Phase 2 was about one thing: get pixels on screen using the GPU.
The stack
I’m using three layers:
- wgpu, the GPU abstraction. Talks to Vulkan on Linux, Metal on macOS, DX12 on Windows. One API, every platform.
- Vello, a 2D vector renderer that does its tessellation on the GPU. Paths, shapes, text, all GPU-accelerated.
- A blit pipeline, my own tiny wgpu pipeline that copies Vello’s output to the window surface.
Why not just render directly to the window? Because I need the intermediate texture. The editor canvas, output preview, separate output window, they all read from that texture. Render once, display many.
The version alignment problem
Here’s a fun one. I need wgpu 29 because egui-wgpu 0.34 requires it. But Vello 0.8 on crates.io uses wgpu 28. You can’t have two wgpu versions in one process, they’d create separate GPU devices.
Solution: I’m using a git branch of Vello that supports wgpu 29. It works perfectly. It’s also a dependency that points at someone’s GitHub fork, which is… not ideal for production. But it’s what I’ve got until Vello publishes a wgpu 29 release. I check regularly.

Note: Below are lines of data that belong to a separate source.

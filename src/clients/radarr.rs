//! Radarr v3 API client (movies).

use async_trait::async_trait;
use reqwest::Client;
use serde::Deserialize;

use super::arr::{ArrImage, QUEUE_PAGE_SIZE, QueuePage, SystemStatus, poster_url};
use super::http::ServiceClient;
use super::traits::ServiceProbe;
use crate::types::{MediaItem, MediaType, QueueItem, ServiceName};
use crate::{AssistarrError, Result};

/// Client for one user's Radarr instance.
#[derive(Clone)]
pub struct RadarrClient {
    http: ServiceClient,
}

impl RadarrClient {
    pub fn new(http: Client, base_url: impl AsRef<str>, api_key: impl Into<String>) -> Self {
        Self::from_service_client(ServiceClient::new(ServiceName::Radarr, http, base_url, api_key))
    }

    pub fn from_service_client(http: ServiceClient) -> Self {
        Self { http }
    }

    /// `GET /api/v3/system/status`, bounded by the health timeout.
    pub async fn system_status(&self) -> Result<Option<String>> {
        let status: SystemStatus = self
            .http
            .for_health()
            .get("/api/v3/system/status", &[])
            .await?;
        Ok(status.version)
    }

    /// First page of the download queue.
    pub async fn queue(&self) -> Result<Vec<QueueItem>> {
        let page: QueuePage = self
            .http
            .get(
                "/api/v3/queue",
                &[
                    ("page", "1".to_string()),
                    ("pageSize", QUEUE_PAGE_SIZE.to_string()),
                    ("includeMovie", "true".to_string()),
                ],
            )
            .await?;
        Ok(page
            .records
            .into_iter()
            .map(|r| r.into_item(ServiceName::Radarr))
            .collect())
    }

    /// Every movie in the library.
    pub async fn movies(&self) -> Result<Vec<MediaItem>> {
        let movies: Vec<RadarrMovie> = self.http.get("/api/v3/movie", &[]).await?;
        Ok(movies.into_iter().map(RadarrMovie::into_item).collect())
    }

    /// Metadata for a TMDB id, whether or not it is in the library.
    pub async fn lookup_tmdb(&self, tmdb_id: i64) -> Result<MediaItem> {
        let movie: RadarrMovie = self
            .http
            .get("/api/v3/movie/lookup/tmdb", &[("tmdbId", tmdb_id.to_string())])
            .await?;
        if movie.title.is_empty() {
            return Err(AssistarrError::NotFound(format!("movie tmdb:{tmdb_id}")));
        }
        Ok(movie.into_item())
    }
}

#[async_trait]
impl ServiceProbe for RadarrClient {
    fn service(&self) -> ServiceName {
        ServiceName::Radarr
    }

    async fn probe(&self) -> Result<Option<String>> {
        self.system_status().await
    }
}

#[derive(Debug, Deserialize)]
#[serde(rename_all = "camelCase")]
struct RadarrMovie {
    #[serde(default)]
    id: i64,
    #[serde(default)]
    title: String,
    year: Option<i32>,
    tmdb_id: Option<i64>,
    overview: Option<String>,
    #[serde(default)]
    images: Vec<ArrImage>,
    #[serde(default)]
    genres: Vec<String>,
    #[serde(default)]
    ratings: Ratings,
    in_cinemas: Option<String>,
    digital_release: Option<String>,
}

#[derive(Debug, Default, Deserialize)]
struct Ratings {
    tmdb: Option<Rating>,
}

#[derive(Debug, Deserialize)]
struct Rating {
    value: f64,
}

impl RadarrMovie {
    fn into_item(self) -> MediaItem {
        let poster_path = poster_url(&self.images);
        // Lookup results not yet in the library have id 0.
        let id = if self.id == 0 {
            self.tmdb_id.unwrap_or_default()
        } else {
            self.id
        };
        let release = self
            .in_cinemas
            .or(self.digital_release)
            .map(|d| d.chars().take(10).collect::<String>());

        let mut item = MediaItem::new(id, MediaType::Movie, self.title, ServiceName::Radarr);
        item.tmdb_id = self.tmdb_id.filter(|t| *t > 0);
        item.year = self.year.filter(|y| *y > 0);
        item.overview = self.overview;
        item.poster_path = poster_path;
        item.vote_average = self.ratings.tmdb.map(|r| r.value);
        item.genres = self.genres;
        item.with_release_date(release)
    }
}

#[cfg(test)]
mod tests {
    use super::*;

    #[test]
    fn movie_normalizes() {
        let movie: RadarrMovie = serde_json::from_str(
            r#"{"id": 12, "title": "Heat", "year": 1995, "tmdbId": 949,
                "images": [{"coverType": "poster", "remoteUrl": "https://img/heat.jpg"}],
                "genres": ["Crime"], "ratings": {"tmdb": {"value": 7.9, "votes": 10}},
                "inCinemas": "1995-12-15T00:00:00Z", "monitored": true}"#,
        )
        .unwrap();
        let item = movie.into_item();
        assert_eq!(item.id, 12);
        assert_eq!(item.tmdb_id, Some(949));
        assert_eq!(item.year, Some(1995));
        assert_eq!(item.release_date.as_deref(), Some("1995-12-15"));
        assert_eq!(item.poster_path.as_deref(), Some("https://img/heat.jpg"));
        assert_eq!(item.vote_average, Some(7.9));
        assert_eq!(item.source, ServiceName::Radarr);
    }

    #[test]
    fn lookup_result_without_library_id_uses_tmdb() {
        let movie: RadarrMovie =
            serde_json::from_str(r#"{"title": "Alien", "tmdbId": 348, "year": 1979}"#).unwrap();
        assert_eq!(movie.into_item().id, 348);
    }
}
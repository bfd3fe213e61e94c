//! Status aggregator for the monitor dashboard.
//!
//! One snapshot polls every known service at once. Each poll is
//! fault-isolated: it turns its own failures into an offline status, so
//! the join below never short-circuits and one slow or broken service
//! cannot hide the others. Nothing is retried; the dashboard polls again.

use std::collections::{BTreeMap, HashMap};

use chrono::Utc;
use futures_util::future::{join, join_all};
use tracing::{debug, instrument, warn};

use super::Assistarr;
use crate::Result;
use crate::clients::{
    JellyseerrClient, QbittorrentClient, RadarrClient, SonarrClient, probe_for,
};
use crate::types::{
    MonitorSnapshot, PendingRequest, QueueItem, ServiceConfig, ServiceName, ServiceStatus,
    StalledItem,
};

/// Lists a service contributes beyond its health.
#[derive(Default)]
struct Listings {
    queue: Vec<QueueItem>,
    pending_requests: Vec<PendingRequest>,
    stalled: Vec<StalledItem>,
}

struct Poll {
    service: ServiceName,
    status: ServiceStatus,
    listings: Listings,
}

impl Poll {
    fn without_call(service: ServiceName, status: ServiceStatus) -> Self {
        Self {
            service,
            status,
            listings: Listings::default(),
        }
    }
}

impl Assistarr {
    /// Build a fresh [`MonitorSnapshot`] for `user_id`.
    ///
    /// Only a failure to read the user's configs is an error. Every
    /// upstream failure is reported inline as `online: false`.
    #[instrument(skip(self))]
    pub async fn status_snapshot(&self, user_id: &str) -> Result<MonitorSnapshot> {
        let configs: HashMap<ServiceName, ServiceConfig> = self
            .store
            .list(user_id)
            .await?
            .into_iter()
            .map(|c| (c.service_name, c))
            .collect();

        let polls = join_all(
            ServiceName::ALL
                .into_iter()
                .map(|service| self.poll(service, configs.get(&service))),
        )
        .await;

        let mut snapshot = MonitorSnapshot {
            services: BTreeMap::new(),
            queue: Vec::new(),
            pending_requests: Vec::new(),
            stalled: Vec::new(),
            generated_at: Utc::now(),
        };
        for poll in polls {
            snapshot.services.insert(poll.service, poll.status);
            snapshot.queue.extend(poll.listings.queue);
            snapshot.pending_requests.extend(poll.listings.pending_requests);
            snapshot.stalled.extend(poll.listings.stalled);
        }
        debug!(
            configured = snapshot.configured_count(),
            offline = snapshot.offline_count(),
            "status snapshot assembled"
        );
        Ok(snapshot)
    }

    async fn poll(&self, service: ServiceName, config: Option<&ServiceConfig>) -> Poll {
        let Some(config) = config else {
            return Poll::without_call(service, ServiceStatus::not_configured());
        };
        if !config.is_enabled {
            return Poll::without_call(service, ServiceStatus::disabled());
        }

        let (health, listings) = match service {
            ServiceName::Qbittorrent => self.poll_qbittorrent(config).await,
            _ => {
                let probe = probe_for(self.client_for(config), &config.api_key);
                join(probe.probe(), self.listings(config)).await
            }
        };

        let status = match health {
            Ok(version) => ServiceStatus::online(version),
            Err(e) => {
                warn!(%service, error = %e, "health probe failed");
                ServiceStatus::offline(e.to_string())
            }
        };
        let listings = listings.unwrap_or_else(|e| {
            warn!(%service, error = %e, "listing failed");
            Listings::default()
        });
        Poll {
            service,
            status,
            listings,
        }
    }

    /// Queue and request listings, bounded by the health timeout like the probe.
    async fn listings(&self, config: &ServiceConfig) -> Result<Listings> {
        let client = self.client_for(config).for_health();
        let mut listings = Listings::default();
        match config.service_name {
            ServiceName::Radarr => {
                listings.queue = RadarrClient::from_service_client(client).queue().await?;
            }
            ServiceName::Sonarr => {
                listings.queue = SonarrClient::from_service_client(client).queue().await?;
            }
            ServiceName::Jellyseerr => {
                listings.pending_requests = JellyseerrClient::from_service_client(client)
                    .pending_requests()
                    .await?;
            }
            ServiceName::Qbittorrent | ServiceName::Jellyfin | ServiceName::Portainer => {}
        }
        Ok(listings)
    }

    /// qBittorrent needs a session login; probe and listing share one.
    async fn poll_qbittorrent(
        &self,
        config: &ServiceConfig,
    ) -> (Result<Option<String>>, Result<Listings>) {
        let client = QbittorrentClient::from_service_client(self.client_for(config), &config.api_key);
        match client.version_and_stalled().await {
            Ok((version, stalled)) => (
                Ok(Some(version)),
                stalled.map(|stalled| Listings {
                    stalled,
                    ..Listings::default()
                }),
            ),
            Err(e) => (Err(e), Ok(Listings::default())),
        }
    }
}
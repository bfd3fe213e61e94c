//! Per-user discovery cache.
//!
//! Holds one [`CacheState<MediaItem>`] per user id. The state itself is an
//! immutable value: readers clone it out, run the pure rotation functions
//! and put the result back. Two concurrent refills for the same user may
//! race; the later write wins, which at worst drops one batch of
//! recommendations that the next request fetches again.

use std::time::Duration;

use moka::sync::Cache;

use crate::cache::CacheState;
use crate::telemetry;
use crate::types::MediaItem;

/// Configuration for the "For You" rotation cache.
///
/// ```rust
/// # use assistarr::DiscoveryConfig;
/// # use std::time::Duration;
/// let config = DiscoveryConfig::new()
///     .capacity(12)
///     .target(4)
///     .fresh_max_age(Duration::from_secs(300));
/// ```
#[derive(Debug, Clone)]
pub struct DiscoveryConfig {
    /// Items held per user. Default: 6.
    pub capacity: usize,
    /// Fresh items to collect before a refill cycle stops fetching. Default: 3.
    pub target: usize,
    /// How long a refill cycle lasts before held items count as stale.
    /// Default: 2 minutes.
    pub fresh_max_age: Duration,
    /// Maximum number of users with cached state. Default: 10,000.
    pub max_users: u64,
    /// Drop a user's state after this long without access. Default: 1 hour.
    pub idle: Duration,
}

impl Default for DiscoveryConfig {
    fn default() -> Self {
        Self {
            capacity: 6,
            target: 3,
            fresh_max_age: Duration::from_secs(120),
            max_users: 10_000,
            idle: Duration::from_secs(3600),
        }
    }
}

impl DiscoveryConfig {
    pub fn new() -> Self {
        Self::default()
    }

    pub fn capacity(mut self, n: usize) -> Self {
        self.capacity = n;
        self
    }

    /// Clamped to `capacity` when used.
    pub fn target(mut self, n: usize) -> Self {
        self.target = n;
        self
    }

    pub fn fresh_max_age(mut self, age: Duration) -> Self {
        self.fresh_max_age = age;
        self
    }

    pub fn max_users(mut self, n: u64) -> Self {
        self.max_users = n;
        self
    }

    pub fn idle(mut self, idle: Duration) -> Self {
        self.idle = idle;
        self
    }

    /// Target never exceeds capacity, otherwise a cycle could never finish.
    pub fn effective_target(&self) -> usize {
        self.target.min(self.capacity)
    }
}

/// Thread-safe per-user store of rotation cache state.
pub struct DiscoveryCacheStore {
    cache: Cache<String, CacheState<MediaItem>>,
    capacity: usize,
}

impl DiscoveryCacheStore {
    pub fn new(config: &DiscoveryConfig) -> Self {
        let cache = Cache::builder()
            .max_capacity(config.max_users)
            .time_to_idle(config.idle)
            .build();
        Self {
            cache,
            capacity: config.capacity,
        }
    }

    /// Current state for `user_id`, or an empty one.
    pub fn get(&self, user_id: &str) -> CacheState<MediaItem> {
        match self.cache.get(user_id) {
            Some(state) => {
                metrics::counter!(telemetry::DISCOVERY_CACHE_HITS_TOTAL).increment(1);
                state
            }
            None => {
                metrics::counter!(telemetry::DISCOVERY_CACHE_MISSES_TOTAL).increment(1);
                CacheState::new(self.capacity)
            }
        }
    }

    /// Replace the state for `user_id`.
    pub fn put(&self, user_id: &str, state: CacheState<MediaItem>) {
        self.cache.insert(user_id.to_string(), state);
    }

    /// Forget the state for `user_id`, e.g. after its settings changed.
    pub fn invalidate(&self, user_id: &str) {
        self.cache.invalidate(user_id);
    }

    pub fn contains(&self, user_id: &str) -> bool {
        self.cache.contains_key(user_id)
    }
}
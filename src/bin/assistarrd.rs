//! assistarrd: Assistarr daemon.
//!
//! Serves the integration core over HTTP to the web app, which forwards
//! the authenticated user in the `x-assistarr-user` header.

use std::net::SocketAddr;
use std::path::PathBuf;
use std::sync::Arc;
use std::time::Duration;

use clap::Parser;
use tower::limit::ConcurrencyLimitLayer;
use tower_http::timeout::TimeoutLayer;
use tower_http::trace::TraceLayer;
use tracing::info;

use assistarr::server::config::Config;
use assistarr::server::router;
use assistarr::{
    Assistarr, AssistarrError, FileConfigStore, MemoryConfigStore, ServiceConfigStore,
};

/// Assistarr daemon: media stack integration service.
#[derive(Parser)]
#[command(name = "assistarrd")]
#[command(version = assistarr::PKG_VERSION)]
#[command(about = "Assistarr integration daemon")]
struct Args {
    /// Path to configuration file.
    #[arg(short, long)]
    config: Option<PathBuf>,

    /// JSON file for per-user service settings (overrides `[store] path`).
    #[arg(long, env = "ASSISTARR_STORE")]
    store: Option<PathBuf>,
}

#[tokio::main]
async fn main() -> Result<(), Box<dyn std::error::Error>> {
    tracing_subscriber::fmt()
        .with_env_filter(
            tracing_subscriber::EnvFilter::try_from_default_env().unwrap_or_else(|_| {
                tracing_subscriber::EnvFilter::new("assistarr=info,tower_http=info")
            }),
        )
        .init();

    let args = Args::parse();
    let config = Config::load(args.config.as_deref())?;

    let store: Arc<dyn ServiceConfigStore> = match args.store.or(config.store.path.clone()) {
        Some(path) => {
            info!(path = %path.display(), "using file-backed settings store");
            Arc::new(FileConfigStore::open(path)?)
        }
        None => {
            info!("using in-memory settings store; settings are lost on restart");
            Arc::new(MemoryConfigStore::new())
        }
    };

    let assistarr = Assistarr::builder()
        .store(store)
        .timeouts(config.upstream.timeouts())
        .discovery(config.discovery.to_config())
        .retry(config.retry.to_config())
        .build()?;

    let addr: SocketAddr = config
        .server
        .address
        .parse()
        .map_err(|e| AssistarrError::Configuration(format!("Invalid address: {e}")))?;

    let limits = &config.server.limits;
    let app = router(Arc::new(assistarr))
        .layer(ConcurrencyLimitLayer::new(limits.max_concurrent_requests))
        .layer(TimeoutLayer::new(Duration::from_secs(
            limits.request_timeout_secs,
        )))
        .layer(TraceLayer::new_for_http());

    let listener = tokio::net::TcpListener::bind(addr).await?;
    info!(version = assistarr::version_string(), %addr, "assistarrd starting");

    axum::serve(listener, app)
        .with_graceful_shutdown(shutdown_signal())
        .await?;

    info!("assistarrd stopped");
    Ok(())
}

async fn shutdown_signal() {
    if let Err(e) = tokio::signal::ctrl_c().await {
        tracing::error!(error = %e, "failed to listen for ctrl-c");
        std::future::pending::<()>().await;
    }
    info!("shutdown signal received");
}
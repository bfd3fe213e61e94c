//! Client library for talking to a running assistarrd.
//!
//! Provides [`DaemonClient`], which forwards calls to the daemon's JSON API
//! on behalf of one user.

mod daemon_client;

pub use daemon_client::DaemonClient;
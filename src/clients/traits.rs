//! Health probe seam shared by every service client.

use async_trait::async_trait;

use super::{
    JellyfinClient, JellyseerrClient, PortainerClient, QbittorrentClient, RadarrClient,
    ServiceClient, SonarrClient,
};
use crate::Result;
use crate::types::ServiceName;

/// A service that can report whether it is reachable.
///
/// Implementations bound the probe by the client's health timeout
/// ([`HEALTH_TIMEOUT`](super::HEALTH_TIMEOUT) unless overridden) and never
/// retry.
#[async_trait]
pub trait ServiceProbe: Send + Sync {
    fn service(&self) -> ServiceName;

    /// Succeeds when the service answered; carries its version when reported.
    async fn probe(&self) -> Result<Option<String>>;
}

/// Build the probe for `client`'s service.
///
/// `api_key` is the stored credential; only qBittorrent needs it here,
/// every other service already carries it in `client`.
pub fn probe_for(client: ServiceClient, api_key: &str) -> Box<dyn ServiceProbe> {
    match client.service() {
        ServiceName::Radarr => Box::new(RadarrClient::from_service_client(client)),
        ServiceName::Sonarr => Box::new(SonarrClient::from_service_client(client)),
        ServiceName::Jellyfin => Box::new(JellyfinClient::from_service_client(client)),
        ServiceName::Jellyseerr => Box::new(JellyseerrClient::from_service_client(client)),
        ServiceName::Qbittorrent => {
            Box::new(QbittorrentClient::from_service_client(client, api_key))
        }
        ServiceName::Portainer => Box::new(PortainerClient::from_service_client(client)),
    }
}
//! Sonarr v3 API client (series).

use async_trait::async_trait;
use reqwest::Client;
use serde::Deserialize;

use super::arr::{ArrImage, QUEUE_PAGE_SIZE, QueuePage, SystemStatus, poster_url};
use super::http::ServiceClient;
use super::traits::ServiceProbe;
use crate::types::{MediaItem, MediaType, QueueItem, ServiceName};
use crate::{AssistarrError, Result};

/// Client for one user's Sonarr instance.
#[derive(Clone)]
pub struct SonarrClient {
    http: ServiceClient,
}

impl SonarrClient {
    pub fn new(http: Client, base_url: impl AsRef<str>, api_key: impl Into<String>) -> Self {
        Self::from_service_client(ServiceClient::new(ServiceName::Sonarr, http, base_url, api_key))
    }

    pub fn from_service_client(http: ServiceClient) -> Self {
        Self { http }
    }

    /// `GET /api/v3/system/status`, bounded by the health timeout.
    pub async fn system_status(&self) -> Result<Option<String>> {
        let status: SystemStatus = self
            .http
            .for_health()
            .get("/api/v3/system/status", &[])
            .await?;
        Ok(status.version)
    }

    /// First page of the download queue.
    pub async fn queue(&self) -> Result<Vec<QueueItem>> {
        let page: QueuePage = self
            .http
            .get(
                "/api/v3/queue",
                &[
                    ("page", "1".to_string()),
                    ("pageSize", QUEUE_PAGE_SIZE.to_string()),
                    ("includeSeries", "true".to_string()),
                ],
            )
            .await?;
        Ok(page
            .records
            .into_iter()
            .map(|r| r.into_item(ServiceName::Sonarr))
            .collect())
    }

    /// Every series in the library.
    pub async fn series(&self) -> Result<Vec<MediaItem>> {
        let series: Vec<SonarrSeries> = self.http.get("/api/v3/series", &[]).await?;
        Ok(series.into_iter().map(SonarrSeries::into_item).collect())
    }

    /// Metadata for a TMDB id via Sonarr's term search.
    ///
    /// Only a result carrying the requested id counts as a match; other
    /// search hits yield [`AssistarrError::NotFound`].
    pub async fn lookup_tmdb(&self, tmdb_id: i64) -> Result<MediaItem> {
        let results: Vec<SonarrSeries> = self
            .http
            .get("/api/v3/series/lookup", &[("term", format!("tmdb:{tmdb_id}"))])
            .await?;
        results
            .into_iter()
            .find(|s| s.tmdb_id == Some(tmdb_id))
            .map(SonarrSeries::into_item)
            .ok_or_else(|| AssistarrError::NotFound(format!("series tmdb:{tmdb_id}")))
    }
}

#[async_trait]
impl ServiceProbe for SonarrClient {
    fn service(&self) -> ServiceName {
        ServiceName::Sonarr
    }

    async fn probe(&self) -> Result<Option<String>> {
        self.system_status().await
    }
}

#[derive(Debug, Deserialize)]
#[serde(rename_all = "camelCase")]
struct SonarrSeries {
    #[serde(default)]
    id: i64,
    #[serde(default)]
    title: String,
    year: Option<i32>,
    tvdb_id: Option<i64>,
    tmdb_id: Option<i64>,
    overview: Option<String>,
    #[serde(default)]
    images: Vec<ArrImage>,
    #[serde(default)]
    genres: Vec<String>,
    ratings: Option<SeriesRating>,
    first_aired: Option<String>,
}

#[derive(Debug, Deserialize)]
struct SeriesRating {
    value: f64,
}

impl SonarrSeries {
    fn into_item(self) -> MediaItem {
        let poster_path = poster_url(&self.images);
        let id = if self.id == 0 {
            self.tvdb_id.unwrap_or_default()
        } else {
            self.id
        };
        let first_aired = self.first_aired.map(|d| d.chars().take(10).collect::<String>());

        let mut item = MediaItem::new(id, MediaType::Tv, self.title, ServiceName::Sonarr);
        item.tmdb_id = self.tmdb_id.filter(|t| *t > 0);
        item.year = self.year.filter(|y| *y > 0);
        item.overview = self.overview;
        item.poster_path = poster_path;
        item.vote_average = self.ratings.map(|r| r.value);
        item.genres = self.genres;
        item.with_release_date(first_aired)
    }
}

# Temporary, switch back when vello ships wgpu 29
vello = { git = "https://github.com/nicoburns/vello", branch = "wgpu29" }
VelloBackend
The VelloBackend translates Lux’s DrawCommand types into Vello scene calls:
FillCircle→vello::Scene::fill()with a circle pathFillRect→ rounded rect with configurable corner radiusStrokePath→ bezier path with stroke widthDrawText→ font rendering (I embed a font at startup)PushTransform/PopTransform→ affine transform stack
The whole thing is a state machine: begin_frame() clears the scene, you push draw commands, then render_to_texture() kicks off Vello’s GPU pipeline.
BlitPipeline
This is the simplest wgpu pipeline you can write. One fullscreen triangle, one texture sampler, one fragment shader that reads the source texture. It handles format conversion too, some GPUs want RGBA, some want BGRA. The blit pipeline doesn’t care.
Vello renders → Rgba8Unorm texture → BlitPipeline → window surface
About 80 lines of Rust, 20 lines of WGSL. It’ll never change. It’s perfect.
GpuContext
I split the GPU resources into GpuContext (device, queue, renderers, textures) and RenderState (window + surface). Why? Because GpuContext can be created without a window, new_headless() gives you a software-rasterized GPU context for testing.
This means my GPU tests run everywhere. No display server needed. No Xvfb. Just cargo test and the GPU pipeline runs on Mesa’s llvmpipe software adapter. Same shaders, same code paths, just software-rasterized.
First render
The moment a white circle appeared on a dark background, I knew the stack was right. wgpu handles the platform differences, Vello handles the tessellation, my blit handles the output. Three layers, each doing one thing.
Now I need an editor so you don’t have to write Rust to place that circle.